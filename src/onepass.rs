// Copyright 2014-2015 The Rust Project Developers. See the COPYRIGHT
// file at the top-level directory of this distribution and at
// http://rust-lang.org/COPYRIGHT.
//
// Licensed under the Apache License, Version 2.0 <LICENSE-APACHE or
// http://www.apache.org/licenses/LICENSE-2.0> or the MIT license
// <LICENSE-MIT or http://opensource.org/licenses/MIT>, at your
// option. This file may not be copied, modified, or distributed
// except according to those terms.

// A one-pass execution table for anchored programs. When, from the anchored
// start, every reachable set of NFA threads has at most one thread able to
// consume any given byte, submatch extraction needs no thread lists and no
// backtracking: a single table walk writes capture slots as it goes.
//
// Construction is conservative. Any ambiguity, any assertion the table
// cannot resolve statically (everything except a leading `\A` and an
// end-of-text `\z`/`$`), or a blown state budget makes the build fail, and
// the engine simply keeps using the general engines for submatches.

use std::collections::HashMap;

use crate::inst::{EmptyLook, Inst, InstIdx};
use crate::program::Program;

const DEAD: u32 = u32::MAX;
const MAX_STATES: usize = 512;

/// One thread of a one-pass state: an instruction the closure stopped at,
/// plus the capture slots its epsilon path wrote on the way.
#[derive(Clone, Debug, PartialEq, Eq, Hash)]
struct OpThread {
    pc: InstIdx,
    writes: Vec<u32>,
}

#[derive(Clone, Debug)]
struct OpTran {
    next: u32,
    writes: Box<[u32]>,
}

#[derive(Clone, Debug)]
struct OpState {
    /// One transition per byte class; `next == DEAD` means no thread
    /// consumes a byte of that class.
    trans: Box<[OpTran]>,
    /// Slot writes for a match at this boundary, if one exists.
    matched: Option<Box<[u32]>>,
    /// Slot writes for a match at end of input (covers both a direct match
    /// and one guarded by an end-of-text assertion).
    eoi: Option<Box<[u32]>>,
}

/// A compiled one-pass table for `find_submatch_at(hay, 0)`.
#[derive(Clone, Debug)]
pub struct OnePass {
    states: Vec<OpState>,
}

impl OnePass {
    /// Attempt to build a one-pass table. Returns `None` when the program
    /// is not one-pass (or not provably so).
    pub fn build(prog: &Program) -> Option<OnePass> {
        if !prog.anchored_begin {
            return None;
        }
        let mut builder = Builder {
            prog,
            states: vec![],
            map: HashMap::new(),
            work: vec![],
        };
        let start = builder.closure(prog.start, true)?;
        builder.intern(start)?;
        while let Some(sid) = builder.next_unbuilt() {
            builder.build_state(sid)?;
        }
        Some(OnePass { states: builder.into_states() })
    }

    /// Run the table over `hay` from position 0, writing capture slots.
    /// Returns true on a match, with `slots` holding the leftmost-first
    /// submatch boundaries.
    pub fn exec(
        &self,
        prog: &Program,
        slots: &mut [Option<usize>],
        hay: &[u8],
    ) -> bool {
        for slot in slots.iter_mut() {
            *slot = None;
        }
        let mut live: Vec<Option<usize>> = vec![None; slots.len()];
        let mut matched = false;
        let mut sid = 0usize;
        for at in 0..hay.len() {
            let state = &self.states[sid];
            if let Some(ref writes) = state.matched {
                copy_match(slots, &live, writes, at);
                matched = true;
            }
            let class = prog.byte_classes[hay[at] as usize] as usize;
            let tran = &state.trans[class];
            if tran.next == DEAD {
                return matched;
            }
            for &slot in tran.writes.iter() {
                if (slot as usize) < live.len() {
                    live[slot as usize] = Some(at);
                }
            }
            sid = tran.next as usize;
        }
        let state = &self.states[sid];
        if let Some(ref writes) = state.eoi {
            copy_match(slots, &live, writes, hay.len());
            matched = true;
        }
        matched
    }
}

fn copy_match(
    slots: &mut [Option<usize>],
    live: &[Option<usize>],
    writes: &[u32],
    at: usize,
) {
    slots.copy_from_slice(live);
    for &slot in writes {
        if (slot as usize) < slots.len() {
            slots[slot as usize] = Some(at);
        }
    }
}

struct Builder<'r> {
    prog: &'r Program,
    states: Vec<Option<OpState>>,
    map: HashMap<Vec<OpThread>, u32>,
    work: Vec<Vec<OpThread>>,
}

impl<'r> Builder<'r> {
    /// Epsilon closure from `pc`, collecting stopped threads in priority
    /// order. Under leftmost-first, threads below a match thread are
    /// discarded. Returns `None` when an unresolvable assertion shows up.
    fn closure(&self, pc: InstIdx, at_start: bool) -> Option<Vec<OpThread>> {
        let mut out: Vec<OpThread> = vec![];
        let mut seen = vec![false; self.prog.insts.len()];
        let mut stack = vec![(pc, Vec::new())];
        while let Some((pc, writes)) = stack.pop() {
            if seen[pc] {
                continue;
            }
            seen[pc] = true;
            match self.prog.insts[pc] {
                Inst::Match => {
                    out.push(OpThread { pc, writes });
                    // Leftmost-first: nothing after a match can win.
                    break;
                }
                Inst::Bytes(_) => out.push(OpThread { pc, writes }),
                Inst::Save(ref inst) => {
                    let mut w = writes;
                    w.push(inst.slot as u32);
                    stack.push((inst.goto, w));
                }
                Inst::Split(ref inst) => {
                    stack.push((inst.goto2, writes.clone()));
                    stack.push((inst.goto1, writes));
                }
                Inst::EmptyLook(ref inst) => match inst.look {
                    EmptyLook::StartText if at_start => {
                        stack.push((inst.goto, writes));
                    }
                    EmptyLook::EndText | EmptyLook::EndLine => {
                        // Pending until end of input.
                        out.push(OpThread { pc, writes });
                    }
                    _ => return None,
                },
            }
        }
        Some(out)
    }

    fn intern(&mut self, threads: Vec<OpThread>) -> Option<u32> {
        if let Some(&sid) = self.map.get(&threads) {
            return Some(sid);
        }
        if self.states.len() >= MAX_STATES {
            return None;
        }
        let sid = self.states.len() as u32;
        self.states.push(None);
        self.work.push(threads.clone());
        self.map.insert(threads, sid);
        Some(sid)
    }

    fn next_unbuilt(&self) -> Option<u32> {
        self.states
            .iter()
            .position(|s| s.is_none())
            .map(|i| i as u32)
    }

    fn build_state(&mut self, sid: u32) -> Option<()> {
        let threads = self.work[sid as usize].clone();
        let nclasses = self.prog.nclasses;

        let mut matched = None;
        let mut eoi = None;
        for t in &threads {
            match self.prog.insts[t.pc] {
                Inst::Match => {
                    if matched.is_none() {
                        matched = Some(t.writes.clone().into_boxed_slice());
                    }
                    if eoi.is_none() {
                        eoi = Some(t.writes.clone().into_boxed_slice());
                    }
                }
                Inst::EmptyLook(ref inst) => {
                    if eoi.is_none() {
                        if let Some(w) = self.eoi_closure(inst.goto, &t.writes)
                        {
                            eoi = Some(w.into_boxed_slice());
                        }
                    }
                }
                _ => {}
            }
        }

        let mut trans = Vec::with_capacity(nclasses);
        for class in 0..nclasses {
            let rep = representative(&self.prog.byte_classes, class as u8)?;
            let mut hit: Option<&OpThread> = None;
            for t in &threads {
                if let Inst::Bytes(ref inst) = self.prog.insts[t.pc] {
                    if inst.matches(rep) {
                        if hit.is_some() {
                            // Two threads can consume the same byte: the
                            // program is not one-pass.
                            return None;
                        }
                        hit = Some(t);
                    }
                }
            }
            match hit {
                None => trans.push(OpTran { next: DEAD, writes: Box::new([]) }),
                Some(t) => {
                    let goto = match self.prog.insts[t.pc] {
                        Inst::Bytes(ref inst) => inst.goto,
                        _ => unreachable!(),
                    };
                    let next_threads = self.closure(goto, false)?;
                    let next = self.intern(dedup(next_threads))?;
                    trans.push(OpTran {
                        next,
                        writes: t.writes.clone().into_boxed_slice(),
                    });
                }
            }
        }

        self.states[sid as usize] =
            Some(OpState { trans: trans.into_boxed_slice(), matched, eoi });
        Some(())
    }

    /// Resolve an end-of-text pending thread at end of input: follow its
    /// continuation with byte instructions dead. Returns the combined slot
    /// writes if it reaches a match.
    fn eoi_closure(&self, pc: InstIdx, writes: &[u32]) -> Option<Vec<u32>> {
        let mut seen = vec![false; self.prog.insts.len()];
        let mut stack = vec![(pc, writes.to_vec())];
        while let Some((pc, writes)) = stack.pop() {
            if seen[pc] {
                continue;
            }
            seen[pc] = true;
            match self.prog.insts[pc] {
                Inst::Match => return Some(writes),
                Inst::Bytes(_) => {}
                Inst::Save(ref inst) => {
                    let mut w = writes;
                    w.push(inst.slot as u32);
                    stack.push((inst.goto, w));
                }
                Inst::Split(ref inst) => {
                    stack.push((inst.goto2, writes.clone()));
                    stack.push((inst.goto1, writes));
                }
                Inst::EmptyLook(ref inst) => match inst.look {
                    EmptyLook::EndText | EmptyLook::EndLine => {
                        stack.push((inst.goto, writes));
                    }
                    _ => {}
                },
            }
        }
        None
    }

    fn into_states(self) -> Vec<OpState> {
        self.states.into_iter().map(|s| s.unwrap()).collect()
    }
}

/// First thread per pc wins, mirroring the NFA simulation's thread dedup.
fn dedup(threads: Vec<OpThread>) -> Vec<OpThread> {
    let mut seen = std::collections::HashSet::new();
    threads.into_iter().filter(|t| seen.insert(t.pc)).collect()
}

/// Any byte belonging to the given class.
fn representative(classes: &[u8], class: u8) -> Option<u8> {
    (0u16..256).map(|b| b as u8).find(|&b| classes[b as usize] == class)
}

#[cfg(test)]
mod tests {
    use regex_syntax::ParserBuilder;

    use super::OnePass;
    use crate::compile::Compiler;
    use crate::program::Program;

    fn prog(pattern: &str) -> Program {
        let hir = ParserBuilder::new().build().parse(pattern).unwrap();
        Compiler::new(1 << 20).compile(&hir).unwrap()
    }

    #[test]
    fn builds_for_anchored_captures() {
        let p = prog(r"^([0-9]+)-([0-9]+)$");
        let op = OnePass::build(&p).expect("one-pass");
        let mut slots = vec![None; 6];
        assert!(op.exec(&p, &mut slots, b"12-345"));
        assert_eq!(slots, vec![Some(0), Some(6), Some(0), Some(2), Some(3), Some(6)]);
        assert!(!op.exec(&p, &mut slots, b"12-"));
    }

    #[test]
    fn unanchored_is_rejected() {
        assert!(OnePass::build(&prog(r"(\d+)")).is_none());
    }

    #[test]
    fn ambiguity_is_rejected() {
        assert!(OnePass::build(&prog(r"^a*a")).is_none());
    }

    #[test]
    fn greedy_repetition_matches_last() {
        let p = prog(r"^([a-z]+)");
        let op = OnePass::build(&p).expect("one-pass");
        let mut slots = vec![None; 4];
        assert!(op.exec(&p, &mut slots, b"abc9"));
        assert_eq!(slots, vec![Some(0), Some(3), Some(0), Some(3)]);
    }
}
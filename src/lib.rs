// Copyright 2014-2015 The Rust Project Developers. See the COPYRIGHT
// file at the top-level directory of this distribution and at
// http://rust-lang.org/COPYRIGHT.
//
// Licensed under the Apache License, Version 2.0 <LICENSE-APACHE or
// http://www.apache.org/licenses/LICENSE-2.0> or the MIT license
// <LICENSE-MIT or http://opensource.org/licenses/MIT>, at your
// option. This file may not be copied, modified, or distributed
// except according to those terms.

//! A multi-strategy regular expression engine.
//!
//! One call to [`compile`] turns a pattern into several complementary
//! search machines: literal prefilters, a lazy DFA (forward and reverse),
//! a bounded backtracker, a one-pass capture table and the NFA
//! simulation. A strategy chosen at compile time routes each search to the
//! machine expected to do the least work; run-time budgets (DFA cache,
//! backtracker bitmap, anti-quadratic guards) make individual calls fall
//! back to the NFA, never changing the result.
//!
//! ```
//! use meta_regex::compile;
//!
//! let re = compile(r"(\w+)@(\w+)\.(\w+)").unwrap();
//! let caps = re.find_submatch(b"mail user@example.com now").unwrap();
//! assert_eq!(caps.get(0).unwrap().as_bytes(), b"user@example.com");
//! assert_eq!(caps.get(2).unwrap().as_bytes(), b"example");
//! ```
//!
//! Haystacks are byte slices and all positions are byte offsets into
//! them; matches are `[start, end)` half-open ranges. Match semantics are
//! leftmost-first by default, switchable to leftmost-longest with
//! [`Engine::set_longest`].
//!
//! An [`Engine`] is immutable after compilation and freely shareable
//! across threads; per-search scratch state is pooled internally.
//! Searching never fails: compilation is the only fallible operation.

pub use crate::error::Error;
pub use crate::exec::{
    compile, compile_with_config, Captures, Config, Engine, Match,
};
pub use crate::stats::StatsSnapshot;
pub use crate::strategy::Strategy;

mod anchored;
mod backtrack;
mod charclass;
mod compile;
mod dfa;
mod error;
mod exec;
mod inst;
mod literal;
mod nfa;
mod onepass;
mod pool;
mod prefilter;
mod program;
mod reverse;
mod stats;
mod strategy;
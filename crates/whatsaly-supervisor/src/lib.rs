//! Supervision of per-session worker processes.
//!
//! [`SessionManager`] is the registry and the entry point for every lifecycle
//! operation. Each accepted start spawns a supervisor task that owns the
//! worker process, feeds its stdout through the event decoder and releases
//! the worker's process slot when the process exits.

pub mod events;
pub mod manager;
pub mod process;
pub mod reconcile;
pub mod supervisor;
pub mod teardown;
pub mod updates;
pub mod worker;

pub use events::{ingest_line, EventEffect, LineOutcome};
pub use manager::{SessionManager, SessionPerfSnapshot};
pub use process::{ExitOutcome, TerminationPolicy, WorkerCommand};
pub use reconcile::ReconcileReport;
pub use supervisor::{RestartPolicy, SupervisorSettings};
pub use updates::SessionUpdate;
pub use worker::{Worker, WorkerSnapshot};
use std::collections::hash_map::Entry;
use std::sync::Arc;

use whatsaly_protocol::{SessionError, SessionId, SessionResult, SessionStatus};
use whatsaly_store::SessionRecord;

use crate::manager::SessionManager;
use crate::worker::Worker;

#[derive(Debug, Clone, Default, PartialEq, Eq)]
pub struct ReconcileReport {
    pub started: Vec<SessionId>,
    pub already_running: Vec<SessionId>,
    pub inert: Vec<SessionId>,
    pub failed: Vec<(SessionId, String)>,
}

impl SessionManager {
    /// Writes every registry entry's status to the durable store.
    pub async fn save_state(&self) -> SessionResult<()> {
        let entries = {
            let workers = self.workers.read().await;
            let mut entries = Vec::with_capacity(workers.len());
            for (identity, worker) in workers.iter() {
                entries.push((identity.clone(), worker.state.read().await.status.clone()));
            }
            entries
        };
        self.context
            .with_store(move |store| store.save_snapshot(&entries))
            .await
    }

    pub async fn load_state(&self) -> SessionResult<Vec<SessionRecord>> {
        self.context
            .with_store(|store| store.load_records())
            .await
    }

    /// Restores persisted sessions at boot. Sessions that were not paused or
    /// logged out are started again; the rest are registered without a
    /// process. Running it again does not start anything twice.
    pub async fn reconcile(&self) -> SessionResult<ReconcileReport> {
        let records = self.load_state().await?;
        let mut report = ReconcileReport::default();

        for record in records {
            let identity = record.identity;
            if record.status.is_inert() {
                self.insert_inert(&identity, record.status).await;
                report.inert.push(identity);
                continue;
            }

            match self.start(&identity, SessionStatus::Starting).await {
                Ok(()) => report.started.push(identity),
                Err(SessionError::AlreadyRunning(_)) => report.already_running.push(identity),
                Err(error) => {
                    tracing::warn!(identity = %identity, error = %error, "failed to resume session");
                    report.failed.push((identity, error.to_string()));
                }
            }
        }

        tracing::info!(
            started = report.started.len(),
            already_running = report.already_running.len(),
            inert = report.inert.len(),
            failed = report.failed.len(),
            "session reconciliation complete"
        );
        Ok(report)
    }

    /// Registers a worker with no process. Returns `false` when the identity
    /// is already present.
    pub(crate) async fn insert_inert(&self, identity: &SessionId, status: SessionStatus) -> bool {
        match self.workers.write().await.entry(identity.clone()) {
            Entry::Occupied(_) => false,
            Entry::Vacant(slot) => {
                slot.insert(Arc::new(Worker::new(identity.clone(), status)));
                true
            }
        }
    }
}

#[cfg(test)]
mod tests {
    use std::sync::Arc;

    use whatsaly_protocol::{SessionId, SessionStatus};
    use whatsaly_store::{InMemoryCache, SessionStore, SqliteSessionStore};

    use crate::manager::SessionManager;
    use crate::process::WorkerCommand;
    use crate::supervisor::SupervisorSettings;

    fn manager_with(store: Arc<SqliteSessionStore>) -> SessionManager {
        SessionManager::new(
            store,
            Arc::new(InMemoryCache::new()),
            SupervisorSettings::new(WorkerCommand::new("/nonexistent/whatsaly-worker")),
        )
    }

    #[tokio::test]
    async fn empty_store_reconciles_to_nothing() {
        let store = Arc::new(SqliteSessionStore::in_memory().expect("store"));
        let manager = manager_with(store);

        let report = manager.reconcile().await.expect("reconcile");

        assert_eq!(report, Default::default());
        assert!(manager.list().await.is_empty());
    }

    #[tokio::test]
    async fn inert_sessions_are_registered_without_process() {
        let store = Arc::new(SqliteSessionStore::in_memory().expect("store"));
        store
            .save_status(&SessionId::new("paused"), &SessionStatus::Paused)
            .expect("seed");
        store
            .save_status(&SessionId::new("gone"), &SessionStatus::LoggedOut)
            .expect("seed");
        let manager = manager_with(store);

        let first = manager.reconcile().await.expect("reconcile");
        let second = manager.reconcile().await.expect("reconcile again");

        let mut inert = first.inert.clone();
        inert.sort();
        assert_eq!(inert, vec![SessionId::new("gone"), SessionId::new("paused")]);
        assert!(first.started.is_empty());
        assert_eq!(first, second);

        let snapshots = manager.list().await;
        assert_eq!(snapshots.len(), 2);
        assert!(snapshots.iter().all(|snapshot| !snapshot.running));
        assert_eq!(snapshots[0].status, SessionStatus::LoggedOut);
        assert_eq!(snapshots[1].status, SessionStatus::Paused);
    }

    #[tokio::test]
    async fn save_state_captures_whole_registry() {
        let store = Arc::new(SqliteSessionStore::in_memory().expect("store"));
        let manager = manager_with(store.clone());
        manager
            .insert_inert(&SessionId::new("a"), SessionStatus::Paused)
            .await;
        manager
            .insert_inert(&SessionId::new("b"), SessionStatus::Other("syncing".to_owned()))
            .await;

        manager.save_state().await.expect("save state");
        manager.save_state().await.expect("save state again");

        let mut loaded: Vec<_> = manager
            .load_state()
            .await
            .expect("load state")
            .into_iter()
            .map(|record| (record.identity, record.status))
            .collect();
        loaded.sort_by(|left, right| left.0.cmp(&right.0));
        assert_eq!(
            loaded,
            vec![
                (SessionId::new("a"), SessionStatus::Paused),
                (SessionId::new("b"), SessionStatus::Other("syncing".to_owned())),
            ]
        );
    }
}
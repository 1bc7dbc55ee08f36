//! Line-oriented session store: one `identity:status` line per session.
//!
//! `%`, `:` and line breaks inside either field are percent-encoded, so the
//! first `:` on a line always separates identity from status.

use std::collections::BTreeMap;
use std::io::ErrorKind;
use std::path::{Path, PathBuf};
use std::sync::Mutex;

use whatsaly_protocol::{SessionId, SessionStatus};

use crate::error::{StoreError, StoreResult};
use crate::record::{SessionRecord, SessionTable};
use crate::store::SessionStore;

pub struct FileSessionStore {
    path: PathBuf,
    write_lock: Mutex<()>,
}

impl FileSessionStore {
    pub fn new(path: impl Into<PathBuf>) -> Self {
        Self {
            path: path.into(),
            write_lock: Mutex::new(()),
        }
    }

    pub fn path(&self) -> &Path {
        self.path.as_path()
    }

    fn read_entries(&self) -> StoreResult<Vec<(SessionId, SessionStatus)>> {
        let contents = match std::fs::read_to_string(&self.path) {
            Ok(contents) => contents,
            Err(error) if error.kind() == ErrorKind::NotFound => return Ok(Vec::new()),
            Err(error) => {
                return Err(StoreError::Io(format!(
                    "failed to read session file '{}': {error}",
                    self.path.display()
                )))
            }
        };

        let mut entries = Vec::new();
        for line in contents.lines() {
            let line = line.trim();
            if line.is_empty() {
                continue;
            }
            let Some((identity, status)) = line.split_once(':') else {
                tracing::warn!(path = %self.path.display(), line, "skipping malformed session line");
                continue;
            };
            if identity.is_empty() {
                continue;
            }
            entries.push((
                SessionId::new(decode_field(identity)),
                SessionStatus::parse(decode_field(status).as_str()),
            ));
        }
        Ok(entries)
    }

    fn write_entries(&self, entries: &[(SessionId, SessionStatus)]) -> StoreResult<()> {
        if let Some(parent) = self.path.parent() {
            if !parent.as_os_str().is_empty() {
                std::fs::create_dir_all(parent).map_err(|error| {
                    StoreError::Io(format!(
                        "failed to create session file directory '{}': {error}",
                        parent.display()
                    ))
                })?;
            }
        }

        let mut contents = String::new();
        for (identity, status) in entries {
            contents.push_str(encode_field(identity.as_str()).as_str());
            contents.push(':');
            contents.push_str(encode_field(status.as_str()).as_str());
            contents.push('\n');
        }

        let staging = self.path.with_extension("tmp");
        std::fs::write(&staging, contents).map_err(|error| {
            StoreError::Io(format!(
                "failed to write session file '{}': {error}",
                staging.display()
            ))
        })?;
        std::fs::rename(&staging, &self.path).map_err(|error| {
            StoreError::Io(format!(
                "failed to replace session file '{}': {error}",
                self.path.display()
            ))
        })
    }

    fn lock(&self) -> StoreResult<std::sync::MutexGuard<'_, ()>> {
        self.write_lock
            .lock()
            .map_err(|_| StoreError::Io("session file lock poisoned".to_owned()))
    }
}

impl SessionStore for FileSessionStore {
    fn load_records(&self) -> StoreResult<Vec<SessionRecord>> {
        let _guard = self.lock()?;
        Ok(self
            .read_entries()?
            .into_iter()
            .map(|(identity, status)| SessionRecord::new(identity, status))
            .collect())
    }

    fn load_record(&self, identity: &SessionId) -> StoreResult<Option<SessionRecord>> {
        let _guard = self.lock()?;
        Ok(self
            .read_entries()?
            .into_iter()
            .find(|(candidate, _)| candidate == identity)
            .map(|(identity, status)| SessionRecord::new(identity, status)))
    }

    fn save_status(&self, identity: &SessionId, status: &SessionStatus) -> StoreResult<()> {
        let _guard = self.lock()?;
        let mut entries: BTreeMap<SessionId, SessionStatus> =
            self.read_entries()?.into_iter().collect();
        entries.insert(identity.clone(), status.clone());
        let entries: Vec<_> = entries.into_iter().collect();
        self.write_entries(&entries)
    }

    fn save_snapshot(&self, entries: &[(SessionId, SessionStatus)]) -> StoreResult<()> {
        let _guard = self.lock()?;
        self.write_entries(entries)
    }

    fn delete_rows(&self, table: SessionTable, identity: &SessionId) -> StoreResult<usize> {
        if table != SessionTable::Sessions {
            return Ok(0);
        }
        let _guard = self.lock()?;
        let entries = self.read_entries()?;
        let before = entries.len();
        let kept: Vec<_> = entries
            .into_iter()
            .filter(|(candidate, _)| candidate != identity)
            .collect();
        let removed = before - kept.len();
        if removed > 0 {
            self.write_entries(&kept)?;
        }
        Ok(removed)
    }
}

fn encode_field(raw: &str) -> String {
    let mut encoded = String::with_capacity(raw.len());
    for ch in raw.chars() {
        match ch {
            '%' => encoded.push_str("%25"),
            ':' => encoded.push_str("%3A"),
            '\n' => encoded.push_str("%0A"),
            '\r' => encoded.push_str("%0D"),
            other => encoded.push(other),
        }
    }
    encoded
}

/// Reverses [`encode_field`]. Unknown escapes are kept verbatim.
fn decode_field(raw: &str) -> String {
    let mut decoded = String::with_capacity(raw.len());
    let mut rest = raw;
    while let Some(index) = rest.find('%') {
        decoded.push_str(&rest[..index]);
        let escape = rest.get(index..index + 3);
        let replacement = match escape {
            Some("%25") => Some('%'),
            Some("%3A") | Some("%3a") => Some(':'),
            Some("%0A") | Some("%0a") => Some('\n'),
            Some("%0D") | Some("%0d") => Some('\r'),
            _ => None,
        };
        match replacement {
            Some(ch) => {
                decoded.push(ch);
                rest = &rest[index + 3..];
            }
            None => {
                decoded.push('%');
                rest = &rest[index + 1..];
            }
        }
    }
    decoded.push_str(rest);
    decoded
}

#[cfg(test)]
mod tests {
    use std::path::PathBuf;
    use std::time::{SystemTime, UNIX_EPOCH};

    use whatsaly_protocol::{SessionId, SessionStatus};

    use super::FileSessionStore;
    use crate::record::SessionTable;
    use crate::store::SessionStore;

    fn unique_temp_dir(label: &str) -> PathBuf {
        let nanos = SystemTime::now()
            .duration_since(UNIX_EPOCH)
            .expect("clock after epoch")
            .as_nanos();
        let dir = std::env::temp_dir().join(format!(
            "whatsaly-store-{label}-{}-{nanos}",
            std::process::id()
        ));
        std::fs::create_dir_all(&dir).expect("create temp dir");
        dir
    }

    #[test]
    fn missing_file_means_no_sessions() {
        let dir = unique_temp_dir("missing");
        let store = FileSessionStore::new(dir.join("sessions.txt"));
        assert!(store.load_records().expect("load").is_empty());
    }

    #[test]
    fn snapshot_rewrites_whole_file() {
        let dir = unique_temp_dir("snapshot");
        let path = dir.join("sessions.txt");
        let store = FileSessionStore::new(&path);

        store
            .save_snapshot(&[
                (SessionId::new("111"), SessionStatus::Active),
                (SessionId::new("222"), SessionStatus::Paused),
            ])
            .expect("first snapshot");
        store
            .save_snapshot(&[(SessionId::new("111"), SessionStatus::LoggedOut)])
            .expect("second snapshot");

        let contents = std::fs::read_to_string(&path).expect("read file");
        assert_eq!(contents, "111:logged_out\n");
    }

    #[test]
    fn malformed_lines_are_skipped() {
        let dir = unique_temp_dir("malformed");
        let path = dir.join("sessions.txt");
        std::fs::write(&path, "111:active\ngarbage\n\n222:weird state\n").expect("seed file");
        let store = FileSessionStore::new(&path);

        let records = store.load_records().expect("load");
        let loaded: Vec<_> = records
            .into_iter()
            .map(|record| (record.identity, record.status))
            .collect();
        assert_eq!(
            loaded,
            vec![
                (SessionId::new("111"), SessionStatus::Active),
                (
                    SessionId::new("222"),
                    SessionStatus::Other("weird state".to_owned())
                ),
            ]
        );
    }

    #[test]
    fn status_upsert_and_delete() {
        let dir = unique_temp_dir("upsert");
        let store = FileSessionStore::new(dir.join("nested").join("sessions.txt"));
        let identity = SessionId::new("333");

        store
            .save_status(&identity, &SessionStatus::Pairing)
            .expect("insert");
        store
            .save_status(&identity, &SessionStatus::Active)
            .expect("update");
        assert_eq!(
            store
                .load_record(&identity)
                .expect("load")
                .map(|record| record.status),
            Some(SessionStatus::Active)
        );

        assert_eq!(
            store
                .delete_rows(SessionTable::Contacts, &identity)
                .expect("aux delete"),
            0
        );
        assert_eq!(
            store
                .delete_rows(SessionTable::Sessions, &identity)
                .expect("delete"),
            1
        );
        assert!(store.load_records().expect("load").is_empty());
    }

    #[test]
    fn separators_inside_fields_survive_a_round_trip() {
        let dir = unique_temp_dir("separators");
        let path = dir.join("sessions.txt");
        let store = FileSessionStore::new(&path);
        let identity = SessionId::new("wa:1555%0");
        let status = SessionStatus::Other("retry: backoff\n2".to_owned());

        store
            .save_snapshot(&[
                (identity.clone(), status.clone()),
                (SessionId::new("plain"), SessionStatus::Active),
            ])
            .expect("save snapshot");

        let contents = std::fs::read_to_string(&path).expect("read file");
        assert_eq!(contents.lines().count(), 2);
        assert_eq!(
            store
                .load_record(&identity)
                .expect("load")
                .map(|record| record.status),
            Some(status)
        );
        assert_eq!(
            store
                .load_record(&SessionId::new("plain"))
                .expect("load")
                .map(|record| record.status),
            Some(SessionStatus::Active)
        );
        let _ = std::fs::remove_dir_all(&dir);
    }
}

•••••

**WHAT YOU ARE ASKED TO DO:** Go through the material and copy every line in which the word "replacement" occurs.

**EXERCISE RESULT:**
        let replacement = match escape {
        match replacement {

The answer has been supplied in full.